Show every line of the data that contains the string "UpdateSummary".

# Data for processing:

****************************************

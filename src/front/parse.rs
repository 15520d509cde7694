//! The parser

use std::fmt::Debug;

use derive_more::derive::Display;

use super::ast::*;
use super::lex::*;

#[derive(Display)]
#[display("Parse error: {}", self.0)]
pub struct ParseError(String);

impl Debug for ParseError {
    fn fmt(&self, f: &mut std::fmt::Formatter<'_>) -> std::fmt::Result {
        write!(f, "{self}")
    }
}

fn err<T>(msg: impl Into<String>) -> Result<T, ParseError> {
    Err(ParseError(msg.into()))
}

pub fn parse(input: &str) -> Result<Program, ParseError> {
    let mut lexer = Lexer::new(input);
    let mut tokens = vec![];
    loop {
        match lexer.next() {
            Ok(Some(tok)) => tokens.push((tok.kind, tok.text.to_string())),
            Ok(None) => break,
            Err(e) => return err(e.to_string()),
        }
    }
    Parser { tokens, pos: 0 }.program()
}

struct Parser {
    tokens: Vec<(TokenKind, String)>,
    pos: usize,
}
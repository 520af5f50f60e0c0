//! Two-lane send queue

use std::collections::{HashMap, VecDeque};
use std::sync::atomic::{AtomicBool, Ordering};
use std::time::Duration;

use tokio::sync::{Mutex, Notify};
use tracing::debug;

use crate::domain::Sendable;

use super::config::DispatchConfig;

/// Priority lane plus bulk lane
///
/// Producers only append. The sender loop is the only consumer and the only
/// remover: bulk entries stay in the map until their send attempt has
/// finished, priority entries are taken out wholesale.
pub struct DispatchQueue {
    config: DispatchConfig,
    bulk: Mutex<HashMap<String, Sendable>>,
    priority: Mutex<VecDeque<Sendable>>,
    has_priority: AtomicBool,
    work: Notify,
}

impl DispatchQueue {
    pub fn new(config: DispatchConfig) -> Self {
        debug!(?config, "DispatchQueue::new: called");
        Self {
            config,
            bulk: Mutex::new(HashMap::new()),
            priority: Mutex::new(VecDeque::new()),
            has_priority: AtomicBool::new(false),
            work: Notify::new(),
        }
    }

    /// Add a sendable, setting its token cost from the payload size
    ///
    /// Returns the queue key.
    pub async fn enqueue(&self, mut sendable: Sendable, high_priority: bool) -> String {
        sendable.token_cost = self.config.token_cost(sendable.payload.byte_len());
        sendable.priority = high_priority;
        let id = sendable.id.clone();
        debug!(%id, kind = %sendable.kind, recipients = sendable.recipients.len(), high_priority, cost = sendable.token_cost, "DispatchQueue::enqueue: called");

        if high_priority {
            let mut lane = self.priority.lock().await;
            lane.push_back(sendable);
            self.has_priority.store(true, Ordering::Release);
        } else {
            let mut lane = self.bulk.lock().await;
            lane.insert(id.clone(), sendable);
        }

        self.work.notify_one();
        id
    }

    /// Copy of the bulk lane in enqueue order
    pub async fn bulk_snapshot(&self) -> Vec<Sendable> {
        let lane = self.bulk.lock().await;
        let mut items: Vec<Sendable> = lane.values().cloned().collect();
        // Ids are UUIDv7, so lexical order is creation order
        items.sort_by(|a, b| a.id.cmp(&b.id));
        items
    }

    /// Remove a finished bulk entry
    pub async fn remove_bulk(&self, id: &str) -> Option<Sendable> {
        debug!(%id, "DispatchQueue::remove_bulk: called");
        self.bulk.lock().await.remove(id)
    }

    /// Take every priority entry and clear the flag
    pub async fn take_priority(&self) -> Vec<Sendable> {
        let mut lane = self.priority.lock().await;
        self.has_priority.store(false, Ordering::Release);
        lane.drain(..).collect()
    }

    /// Cheap check used between recipients of a batch
    pub fn has_priority(&self) -> bool {
        self.has_priority.load(Ordering::Acquire)
    }

    pub async fn bulk_len(&self) -> usize {
        self.bulk.lock().await.len()
    }

    pub async fn priority_len(&self) -> usize {
        self.priority.lock().await.len()
    }

    /// Wait for an enqueue, up to `timeout`
    ///
    /// Returns true if woken by new work.
    pub async fn wait_for_work(&self, timeout: Duration) -> bool {
        tokio::time::timeout(timeout, self.work.notified()).await.is_ok()
    }
}

#[cfg(test)]
mod tests {
    use super::*;
    use crate::domain::{Payload, Recipient, SentMessage};

    fn queue() -> DispatchQueue {
        DispatchQueue::new(DispatchConfig::default())
    }

    fn command(text: &str) -> Sendable {
        Sendable::command(Recipient::new("1"), Payload::text(text))
    }

    #[tokio::test]
    async fn test_token_cost_from_payload_size() {
        let queue = queue();
        queue.enqueue(command(&"x".repeat(511)), false).await;
        queue.enqueue(command(&"x".repeat(512)), false).await;

        let costs: Vec<u32> = queue.bulk_snapshot().await.iter().map(|s| s.token_cost).collect();
        assert_eq!(costs, vec![1, 6]);
    }

    #[tokio::test]
    async fn test_priority_lane_and_flag() {
        let queue = queue();
        assert!(!queue.has_priority());

        queue.enqueue(command("bulk"), false).await;
        queue.enqueue(command("first"), true).await;
        queue.enqueue(command("second"), true).await;

        assert!(queue.has_priority());
        assert_eq!(queue.bulk_len().await, 1);
        assert_eq!(queue.priority_len().await, 2);

        let taken = queue.take_priority().await;
        let texts: Vec<&str> = taken.iter().map(|s| s.payload.text.as_str()).collect();
        assert_eq!(texts, vec!["first", "second"]);
        assert!(taken.iter().all(|s| s.priority));
        assert!(!queue.has_priority());
        assert_eq!(queue.priority_len().await, 0);
        assert_eq!(queue.bulk_len().await, 1);
    }

    #[tokio::test]
    async fn test_bulk_snapshot_keeps_entries() {
        let queue = queue();
        let first = queue.enqueue(command("a"), false).await;
        let second = queue.enqueue(command("b"), false).await;

        let snapshot = queue.bulk_snapshot().await;
        assert_eq!(snapshot.iter().map(|s| s.id.clone()).collect::<Vec<_>>(), vec![first.clone(), second]);
        assert_eq!(queue.bulk_len().await, 2);

        assert!(queue.remove_bulk(&first).await.is_some());
        assert!(queue.remove_bulk(&first).await.is_none());
        assert_eq!(queue.bulk_len().await, 1);
    }

    #[tokio::test]
    async fn test_delete_sendable_costs_base() {
        let queue = queue();
        queue
            .enqueue(Sendable::delete(vec![SentMessage::new("1", "5")]), false)
            .await;
        assert_eq!(queue.bulk_snapshot().await[0].token_cost, 1);
    }

    #[tokio::test(start_paused = true)]
    async fn test_wait_for_work() {
        let queue = queue();
        assert!(!queue.wait_for_work(Duration::from_millis(50)).await);

        queue.enqueue(command("a"), false).await;
        assert!(queue.wait_for_work(Duration::from_millis(50)).await);
    }

    #[tokio::test]
    async fn test_concurrent_producers() {
        let queue = std::sync::Arc::new(queue());
        let mut handles = Vec::new();
        for i in 0..8 {
            let queue = queue.clone();
            handles.push(tokio::spawn(async move {
                for j in 0..10 {
                    queue.enqueue(command(&format!("{}-{}", i, j)), j % 2 == 0).await;
                }
            }));
        }
        for handle in handles {
            handle.await.unwrap();
        }
        assert_eq!(queue.bulk_len().await, 40);
        assert_eq!(queue.priority_len().await, 40);
    }
}
//! In-memory tracking of upstream events
//!
//! The EventStore owns every tracked event's notification state. Both the
//! refresh path and the scheduler go through its lock.

mod store;

pub use store::{EventStore, Slip, UpdateSummary};
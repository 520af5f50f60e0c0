//! Notifier configuration

use serde::{Deserialize, Serialize};
use std::time::Duration;

/// Timer configuration for the watchers
#[derive(Debug, Clone, PartialEq, Eq, Serialize, Deserialize)]
#[serde(rename_all = "kebab-case")]
pub struct NotifierConfig {
    /// Seconds between upstream refreshes
    #[serde(default = "default_refresh_interval_secs")]
    pub refresh_interval_secs: u64,

    /// Longest sleep before the next-due scan runs again
    #[serde(default = "default_poll_interval_secs")]
    pub poll_interval_secs: u64,
}

fn default_refresh_interval_secs() -> u64 {
    60
}

fn default_poll_interval_secs() -> u64 {
    30
}

impl Default for NotifierConfig {
    fn default() -> Self {
        Self {
            refresh_interval_secs: default_refresh_interval_secs(),
            poll_interval_secs: default_poll_interval_secs(),
        }
    }
}

impl NotifierConfig {
    pub fn refresh_interval(&self) -> Duration {
        Duration::from_secs(self.refresh_interval_secs.max(1))
    }

    pub fn poll_interval(&self) -> Duration {
        Duration::from_secs(self.poll_interval_secs.max(1))
    }
}

#[cfg(test)]
mod tests {
    use super::*;

    #[test]
    fn test_default_config() {
        let config = NotifierConfig::default();
        assert_eq!(config.refresh_interval(), Duration::from_secs(60));
        assert_eq!(config.poll_interval(), Duration::from_secs(30));
    }

    #[test]
    fn test_empty_yaml_matches_default() {
        let config: NotifierConfig = serde_yaml::from_str("{}").unwrap();
        assert_eq!(config, NotifierConfig::default());
    }

    #[test]
    fn test_zero_intervals_clamped() {
        let config = NotifierConfig {
            refresh_interval_secs: 0,
            poll_interval_secs: 0,
        };
        assert_eq!(config.refresh_interval(), Duration::from_secs(1));
        assert_eq!(config.poll_interval(), Duration::from_secs(1));
    }
}
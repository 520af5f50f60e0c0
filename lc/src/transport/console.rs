//! Dry-run transport that only logs

use std::sync::atomic::{AtomicU64, Ordering};

use async_trait::async_trait;
use tracing::info;

use super::{Transport, TransportError};
use crate::domain::{Recipient, SendOptions};

/// Logs every message instead of delivering it
#[derive(Debug, Default)]
pub struct ConsoleTransport {
    next_id: AtomicU64,
}

impl ConsoleTransport {
    pub fn new() -> Self {
        Self::default()
    }
}

#[async_trait]
impl Transport for ConsoleTransport {
    async fn send(&self, recipient: &Recipient, text: &str, options: &SendOptions) -> Result<String, TransportError> {
        let id = self.next_id.fetch_add(1, Ordering::Relaxed) + 1;
        info!(recipient = %recipient.id, message_id = id, silent = options.silent, "dry-run send: {}", text);
        Ok(id.to_string())
    }

    async fn delete(&self, recipient: &str, message_id: &str) -> Result<(), TransportError> {
        info!(%recipient, %message_id, "dry-run delete");
        Ok(())
    }
}
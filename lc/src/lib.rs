//! launchcast - rate-limited launch notification dispatcher
//!
//! launchcast tells subscribers about upcoming rocket launches at fixed
//! offsets (24h, 12h, 1h, 5m) before a NET that keeps moving, over a chat
//! transport that throttles aggressively.
//!
//! # Core Concepts
//!
//! - **At most once per window**: a class is marked sent before it is queued
//! - **Slips re-open windows**: a NET moving later clears classes that are in the future again
//! - **Two lanes**: priority messages preempt long bulk fan-outs
//! - **Token buckets**: every send pays the global and the recipient's bucket
//!
//! # Modules
//!
//! - [`domain`] - Events, classes, recipients and sendables
//! - [`scheduler`] - Next-due search and slip detection
//! - [`tracker`] - In-memory EventStore
//! - [`dispatch`] - Queue, rate limiter and sender loop
//! - [`transport`] - Transport trait, Telegram and console bindings
//! - [`store`] - Persistence traits, SQLite and in-memory stores
//! - [`notifier`] - Watchers and message composition
//! - [`daemon`] - Task wiring and shutdown
//! - [`config`] - Configuration types and loading
//! - [`cli`] - Command-line interface

pub mod cli;
pub mod config;
pub mod daemon;
pub mod dispatch;
pub mod domain;
pub mod notifier;
pub mod scheduler;
pub mod store;
pub mod tracker;
pub mod transport;

// Re-export commonly used types
pub use config::{Config, StorageConfig, TransportConfig};
pub use daemon::Daemon;
pub use dispatch::{DispatchConfig, DispatchQueue, LoopState, RateLimitConfig, RateLimiter, SenderLoop, SenderStats};
pub use domain::{
    ClassSet, ClassTable, Event, NotificationClass, Payload, Recipient, SendOptions, Sendable, SendableKind, SentMessage,
};
pub use notifier::{NotificationWatcher, NotifierConfig, RefreshWatcher};
pub use scheduler::{DueEntry, DueNotification, ScanOutcome, SchedulerConfig, SlipOutcome, detect_slip, find_next};
pub use store::{MemoryStore, SqliteStore, Store, StoreError, Subscriber, SubscriberLookup};
pub use tracker::{EventStore, Slip, UpdateSummary};
pub use transport::{ConsoleTransport, ErrorClass, TelegramTransport, Transport, TransportError, create_transport};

****************************************

# Problem solution:
pub use store::{EventStore, Slip, UpdateSummary};
pub use tracker::{EventStore, Slip, UpdateSummary};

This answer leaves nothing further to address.